User Tools

Site Tools


wiki:2018fileglobbing

File globbing (wildcard expansion)

Yet another *-ix jargon word, glob, is the process for wildcard expansion on the command-line. Like many things, it is meant to reduce the number of actions, especially typing, in order to specify the files to work on. But it can also be confusing at first.

Patterns with wildcards

The following examples will use the asterisk (*) as the wildcard, since it is the most common.

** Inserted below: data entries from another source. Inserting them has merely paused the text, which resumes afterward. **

use std::borrow::Cow;
use std::path::{Path, PathBuf};
use anyhow::Context;
use tracing::*;

use crate::{Map, Result, CanonicalInstance};
use crate::dialect::{ConvertOptions, Dialect};


pub trait IdxNameMap {
  fn index_to_name(&self, idx: usize) -> Result<Cow<str>>;

  fn name_to_index(&self, name: &str) -> Result<usize>;

  fn len(&self) -> usize;

  fn is_empty(&self) -> bool { self.len() == 0 }

  fn check_idx(&self, idx: usize) -> Result<()> {
    if self.len() <= idx {
      anyhow::bail!("instance index {} out of range (0..{})", idx, self.len())
    } else {
      Ok(())
    }
  }
}


pub trait Dataset: IdxNameMap + Sync {
  type Instance;
  fn load_instance(&self, idx: usize) -> Result<Self::Instance>;
}


/// Lower-cased base name of an input: the file stem for files, the directory name for folders.
pub fn instance_name(path: &Path) -> Result<String> {
  let name = if path.is_dir() { path.file_name() } else { path.file_stem() };
  let name = name.ok_or_else(|| anyhow::anyhow!("cannot derive an instance name from {:?}", path))?;
  Ok(name.to_string_lossy().to_lowercase())
}

fn is_pattern(s: &str) -> bool {
  s.contains(|c: char| matches!(c, '*' | '?' | '['))
}


#[derive(Debug, Clone, PartialEq)]
pub struct Entry {
  pub path: PathBuf,
  pub dialect: Dialect,
  pub name: String,
  /// Why this input cannot be converted; loading it fails with this message.
  pub rejected: Option<String>,
}

/// The inputs of one conversion batch, indexed in the order given.
#[derive(Debug, Clone)]
pub struct InstanceSet {
  entries: Vec<Entry>,
  name_to_idx: Map<String, usize>,
  options: ConvertOptions,
}

impl InstanceSet {
  pub fn new(options: ConvertOptions) -> Self {
    InstanceSet { entries: Vec::new(), name_to_idx: Map::default(), options }
  }

  /// Inputs may be glob patterns; matches are added in path order. Without an explicit dialect
  /// each input's dialect is detected from whether it is a directory.
  pub fn from_inputs<S: AsRef<str>>(inputs: &[S], dialect: Option<Dialect>, options: ConvertOptions) -> Result<Self> {
    let mut set = InstanceSet::new(options);
    for input in inputs {
      let input = input.as_ref();
      if is_pattern(input) {
        let paths: std::result::Result<Vec<PathBuf>, _> = glob::glob(input)
          .with_context(|| format!("invalid pattern {:?}", input))?
          .collect();
        let paths = paths?;
        if paths.is_empty() {
          warn!(pattern=input, "pattern matched nothing");
        }
        for p in paths {
          set.push(p, dialect)?;
        }
      } else {
        set.push(input, dialect)?;
      }
    }
    Ok(set)
  }

  /// Inputs without a usable name, or whose name is already taken, are kept as rejected entries
  /// so the batch can report them; only the first input with a given name is reachable by name.
  pub fn push(&mut self, path: impl Into<PathBuf>, dialect: Option<Dialect>) -> Result<usize> {
    let path = path.into();
    let dialect = dialect.unwrap_or_else(|| Dialect::detect(&path));
    let idx = self.entries.len();
    let (name, rejected) = match instance_name(&path) {
      Ok(name) => match self.name_to_idx.get(&name).copied() {
        Some(other) => {
          let reason = format!("{:?} and {:?} both map to instance name {:?}", self.entries[other].path, path, name);
          (name, Some(reason))
        }
        None => {
          self.name_to_idx.insert(name.clone(), idx);
          (name, None)
        }
      },
      Err(e) => (path.to_string_lossy().into_owned(), Some(format!("{:#}", e))),
    };
    match &rejected {
      Some(reason) => warn!(idx, ?path, %reason, "input rejected"),
      None => trace!(idx, %name, %dialect, ?path, "add input"),
    }
    self.entries.push(Entry { path, dialect, name, rejected });
    Ok(idx)
  }

  pub fn rejected(&self) -> impl Iterator<Item=&Entry> {
    self.entries.iter().filter(|e| e.rejected.is_some())
  }

  pub fn entry(&self, idx: usize) -> Result<&Entry> {
    self.check_idx(idx)?;
    Ok(&self.entries[idx])
  }

  pub fn entries(&self) -> &[Entry] { &self.entries }

  pub fn options(&self) -> &ConvertOptions { &self.options }

  /// `<prefix><name>.csv`
  pub fn output_file_name(&self, idx: usize, prefix: &str) -> Result<String> {
    Ok(format!("{}{}.csv", prefix, self.entry(idx)?.name))
  }
}

impl IdxNameMap for InstanceSet {
  fn index_to_name(&self, idx: usize) -> Result<Cow<str>> {
    Ok(Cow::Borrowed(&self.entry(idx)?.name))
  }

  fn name_to_index(&self, name: &str) -> Result<usize> {
    self.name_to_idx.get(name).copied()
      .ok_or_else(|| anyhow::anyhow!("unknown instance name {:?}", name))
  }

  fn len(&self) -> usize { self.entries.len() }
}

impl Dataset for InstanceSet {
  type Instance = CanonicalInstance;

  fn load_instance(&self, idx: usize) -> Result<CanonicalInstance> {
    let Entry { path, dialect, name, rejected } = self.entry(idx)?;
    if let Some(reason) = rejected {
      anyhow::bail!("{}", reason);
    }
    dialect.load(path, Cow::Borrowed(name.as_str()), &self.options)
  }
}


#[cfg(test)]
mod tests {
  use super::*;
  use std::fs;
  use crate::dialect::{BenchmarkDialect, FolderDialect};

  const BENCHMARK: &str = "R9\n\nVEHICLE\nNUMBER CAPACITY\n4 50\n\nCUSTOMER\nHEADER\n\n0 0 0 0 0 100 0\n1 3 4 10 0 100 5\n";

  #[test]
  fn names_and_dialects() -> Result<()> {
    let dir = tempfile::tempdir()?;
    let folder = dir.path().join("Depot_North");
    fs::create_dir(&folder)?;
    let file = dir.path().join("R9.txt");
    fs::write(&file, BENCHMARK)?;

    let mut set = InstanceSet::new(ConvertOptions::default());
    set.push(&folder, None)?;
    set.push(&file, None)?;
    assert_eq!(set.len(), 2);
    assert_eq!(set.index_to_name(0)?, "depot_north");
    assert_eq!(set.index_to_name(1)?, "r9");
    assert_eq!(set.name_to_index("r9")?, 1);
    assert!(set.name_to_index("R9").is_err());
    assert_eq!(set.entry(0)?.dialect, Dialect::Folder(FolderDialect::V2_SCALED));
    assert_eq!(set.entry(1)?.dialect, Dialect::Benchmark(BenchmarkDialect::Tiered));
    assert_eq!(set.output_file_name(1, "m")?, "mr9.csv");
    assert!(set.entry(2).is_err());
    Ok(())
  }

  #[test]
  fn duplicate_names() -> Result<()> {
    let dir = tempfile::tempdir()?;
    fs::write(dir.path().join("a.txt"), BENCHMARK)?;
    fs::write(dir.path().join("A.dat"), BENCHMARK)?;
    let mut set = InstanceSet::new(ConvertOptions::default());
    set.push(dir.path().join("a.txt"), None)?;
    assert_eq!(set.push(dir.path().join("A.dat"), None)?, 1);
    assert_eq!(set.len(), 2);
    assert_eq!(set.name_to_index("a")?, 0);
    assert!(set.entry(0)?.rejected.is_none());
    assert!(set.entry(1)?.rejected.is_some());
    assert!(set.load_instance(0).is_ok());
    let err = set.load_instance(1).unwrap_err();
    assert!(err.to_string().contains("both map to instance name"));
    Ok(())
  }

  #[test]
  fn unnamed_input_does_not_stop_the_rest() -> Result<()> {
    let dir = tempfile::tempdir()?;
    let file = dir.path().join("R9.txt");
    fs::write(&file, BENCHMARK)?;
    let parent = dir.path().join("..");
    let inputs = [parent.to_string_lossy(), file.to_string_lossy()];
    let set = InstanceSet::from_inputs(&inputs, None, ConvertOptions::default())?;
    assert_eq!(set.len(), 2);
    assert_eq!(set.rejected().count(), 1);
    assert!(set.load_instance(0).unwrap_err().to_string().contains("cannot derive an instance name"));
    assert_eq!(set.load_instance(1)?.id, "r9");
    Ok(())
  }

  #[test]
  fn glob_inputs() -> Result<()> {
    let dir = tempfile::tempdir()?;
    for n in &["c2.txt", "c1.txt", "notes.md"] {
      fs::write(dir.path().join(n), BENCHMARK)?;
    }
    let pattern = format!("{}/*.txt", dir.path().display());
    let set = InstanceSet::from_inputs(&[pattern], Some(Dialect::Benchmark(BenchmarkDialect::Homogeneous)), ConvertOptions::default())?;
    let names: Vec<_> = set.entries().iter().map(|e| e.name.as_str()).collect();
    assert_eq!(names, vec!["c1", "c2"]);
    Ok(())
  }

  #[test]
  fn load() -> Result<()> {
    let dir = tempfile::tempdir()?;
    let file = dir.path().join("R9.txt");
    fs::write(&file, BENCHMARK)?;
    let set = InstanceSet::from_inputs(&[file.to_string_lossy()], None, ConvertOptions::new(3)?)?;
    let inst = set.load_instance(0)?;
    assert_eq!(inst.id, "r9");
    assert_eq!(inst.n_customers(), 2);
    assert_eq!(inst.max_splits, Some(3));
    Ok(())
  }
}
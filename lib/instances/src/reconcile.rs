//! Joins the raw tables of a real-life export into a [`CanonicalInstance`].
use std::borrow::Cow;
use std::iter::FromIterator;
use tracing::*;

use crate::{Error, Result, Map, Set};
use crate::canonical::{CanonicalInstance, Customer, Vehicle, SquareMatrix};
use crate::dialect::{CategoryMode, CapacityRule, ConvertOptions, FolderDialect, PairRule, SetupTimeRule};
use crate::raw::{FromRaw, ExtId, Quantity, Time, Cost};
use crate::raw::legacy::*;

/// Maps sparse external customer ids onto `0..n` in first-observed order.
#[derive(Debug, Clone, Default, PartialEq)]
pub struct DenseRemap {
  order: Vec<ExtId>,
  index: Map<ExtId, usize>,
}

impl DenseRemap {
  pub fn new(ids: impl IntoIterator<Item=ExtId>) -> Result<Self> {
    let mut remap = DenseRemap::default();
    for id in ids {
      if remap.index.insert(id, remap.order.len()).is_some() {
        return Err(Error::DuplicateId { table: "customer", id }.into());
      }
      remap.order.push(id);
    }
    Ok(remap)
  }

  #[inline]
  pub fn get(&self, id: ExtId) -> Option<usize> { self.index.get(&id).copied() }

  pub fn len(&self) -> usize { self.order.len() }

  pub fn is_empty(&self) -> bool { self.order.is_empty() }
}


/// Collapse a (truck, trailer) category pair; 0 stands for "no category".
pub fn collapse_pair(truck: u32, trailer: u32, rule: PairRule) -> Result<u32, Error> {
  match (truck, trailer) {
    (0, t) => Ok(t),
    (t, 0) => Ok(t),
    (t, l) if t == l => Ok(t),
    (t, l) => match rule {
      PairRule::TruckFirst => Ok(t),
      PairRule::RequireEqual => Err(Error::InconsistentCategory { truck: t, trailer: l }),
    },
  }
}


/// Customer category -> vehicle categories able to serve it.
#[derive(Debug, Clone, Default, PartialEq)]
pub struct CategoryMapping(Map<u32, Set<u32>>);

impl CategoryMapping {
  pub fn from_rows(rows: &[CategoryRow], mode: CategoryMode, pairs: PairRule) -> Result<Self> {
    let mut map: Map<u32, Set<u32>> = Map::default();
    for r in rows {
      let vehicle_category = collapse_pair(r.truck_type, r.trailer_type, pairs)?;
      let entry = map.entry(r.customer_category).or_default();
      if mode == CategoryMode::Single {
        entry.clear();
      }
      entry.insert(vehicle_category);
    }
    Ok(CategoryMapping(map))
  }

  /// Empty for unknown categories.
  pub fn resolve(&self, customer_category: u32) -> Cow<Set<u32>> {
    match self.0.get(&customer_category) {
      Some(s) => Cow::Borrowed(s),
      None => Cow::Owned(Set::default()),
    }
  }
}

impl FromIterator<(u32, u32)> for CategoryMapping {
  fn from_iter<I: IntoIterator<Item=(u32, u32)>>(iter: I) -> Self {
    let mut map: Map<u32, Set<u32>> = Map::default();
    for (c, v) in iter {
      map.entry(c).or_default().insert(v);
    }
    CategoryMapping(map)
  }
}


/// Vehicles (in table order) whose category is one of `categories`.
pub fn eligible_vehicles(categories: &Set<u32>, vehicles: &[Vehicle]) -> Vec<ExtId> {
  vehicles.iter()
    .filter(|v| v.category.map_or(false, |c| categories.contains(&c)))
    .map(|v| v.id)
    .collect()
}

/// Mean setup time of the given vehicles, 0 for none.
pub fn mean_setup_time(eligible: &[ExtId], vehicles: &Map<ExtId, &Vehicle>) -> f64 {
  if eligible.is_empty() {
    return 0.0;
  }
  let total: f64 = eligible.iter().map(|v| vehicles[v].setup_time).sum();
  total / eligible.len() as f64
}

pub fn build_vehicles(rows: &[VehicleRow], dialect: &FolderDialect) -> Result<Vec<Vehicle>> {
  let mut seen = Set::default();
  let mut vehicles = Vec::with_capacity(rows.len());
  for r in rows {
    if !seen.insert(r.id) {
      return Err(Error::DuplicateId { table: "vehicle", id: r.id }.into());
    }
    let capacity = match dialect.capacity {
      CapacityRule::Truck => r.truck_capacity,
      CapacityRule::TruckPlusTrailer => r.truck_capacity + r.trailer_capacity,
    } * dialect.quantity_multiplier;
    let setup_time = match dialect.setup_time {
      SetupTimeRule::ParkingJoinReload => r.parking_time + r.join_time + r.reload_time,
      SetupTimeRule::ReloadOnly => r.reload_time,
    };
    vehicles.push(Vehicle {
      id: r.id,
      category: Some(collapse_pair(r.truck_category, r.trailer_category, dialect.pairs)?),
      volume: capacity,
      weight: capacity,
      setup_time,
      fixed_cost: r.fixed_cost,
      variable_cost: 0.0,
    });
  }
  Ok(vehicles)
}

/// Total demand per customer id; a later row for the same id replaces an earlier one.
pub fn demand_lookup(rows: &[DemandRow], multiplier: f64) -> Map<ExtId, Quantity> {
  rows.iter().map(|r| (r.id, r.total() * multiplier)).collect()
}

/// Dense cost and time matrices. Missing edges stay 0, edges to unknown customers are dropped.
pub fn edge_matrices(edges: &[DistanceEdge], remap: &DenseRemap) -> (SquareMatrix<Cost>, SquareMatrix<Time>) {
  let n = remap.len();
  let mut cost = SquareMatrix::filled(n, 0.0);
  let mut time = SquareMatrix::filled(n, 0);
  let mut skipped = 0usize;
  for e in edges {
    match (remap.get(e.from), remap.get(e.to)) {
      (Some(i), Some(j)) => {
        cost.set(i, j, e.cost);
        time.set(i, j, e.time);
      }
      _ => skipped += 1,
    }
  }
  if skipped > 0 {
    warn!(skipped, "distance edges refer to customers missing from the customer table");
  }
  (cost, time)
}


impl FromRaw<LegacyTables> for CanonicalInstance {
  type Dialect = FolderDialect;

  #[instrument(level="debug", name="reconcile", skip(raw, dialect, opt), fields(dialect=dialect.name))]
  fn from_raw(raw: LegacyTables, id: Cow<str>, dialect: &FolderDialect, opt: &ConvertOptions) -> Result<Self> {
    let rows = raw.customers.unwrap_or_default();
    let remap = DenseRemap::new(rows.iter().map(|c| c.id))?;

    let demand = raw.demand
      .map(|d| demand_lookup(&d, dialect.quantity_multiplier))
      .unwrap_or_default();
    let mapping = match raw.categories {
      Some(rows) => CategoryMapping::from_rows(&rows, dialect.categories, dialect.pairs)?,
      None => CategoryMapping::default(),
    };
    let vehicles = build_vehicles(&raw.vehicles.unwrap_or_default(), dialect)?;
    let by_id: Map<ExtId, &Vehicle> = vehicles.iter().map(|v| (v.id, v)).collect();

    let mut customers = Vec::with_capacity(rows.len());
    for (index, r) in rows.iter().enumerate() {
      let eligible = eligible_vehicles(&mapping.resolve(r.category), &vehicles);
      let customer = Customer {
        index,
        external_id: r.id,
        category: Some(r.category),
        splittable: r.splittable,
        demand: demand.get(&r.id).copied().unwrap_or(0.0),
        hard_tw: r.hard_tw,
        soft_tw: r.soft_tw,
        service_time: mean_setup_time(&eligible, &by_id),
        vehicles: eligible,
      };
      customer.check_service_time()?;
      customers.push(customer);
    }

    let (cost, time) = edge_matrices(&raw.distance.unwrap_or_default(), &remap);
    debug!(customers=customers.len(), vehicles=vehicles.len(), "reconciled");

    Ok(CanonicalInstance {
      id: id.into_owned(),
      customers,
      vehicles,
      cost,
      time,
      max_violated_soft_tw: 0,
      max_splits: if dialect.split_deliveries { Some(opt.max_splits) } else { None },
    })
  }
}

The asterisk (*) can produce a match of any length.

A pattern with a wildcard can be broken down into 3 forms:

  • wildcard at the beginning of a filename
  • wildcard at the end of a filename
  • wildcard in the middle of a filename
  • only a wildcard.

The last one matches anything. This will list all files in your directory.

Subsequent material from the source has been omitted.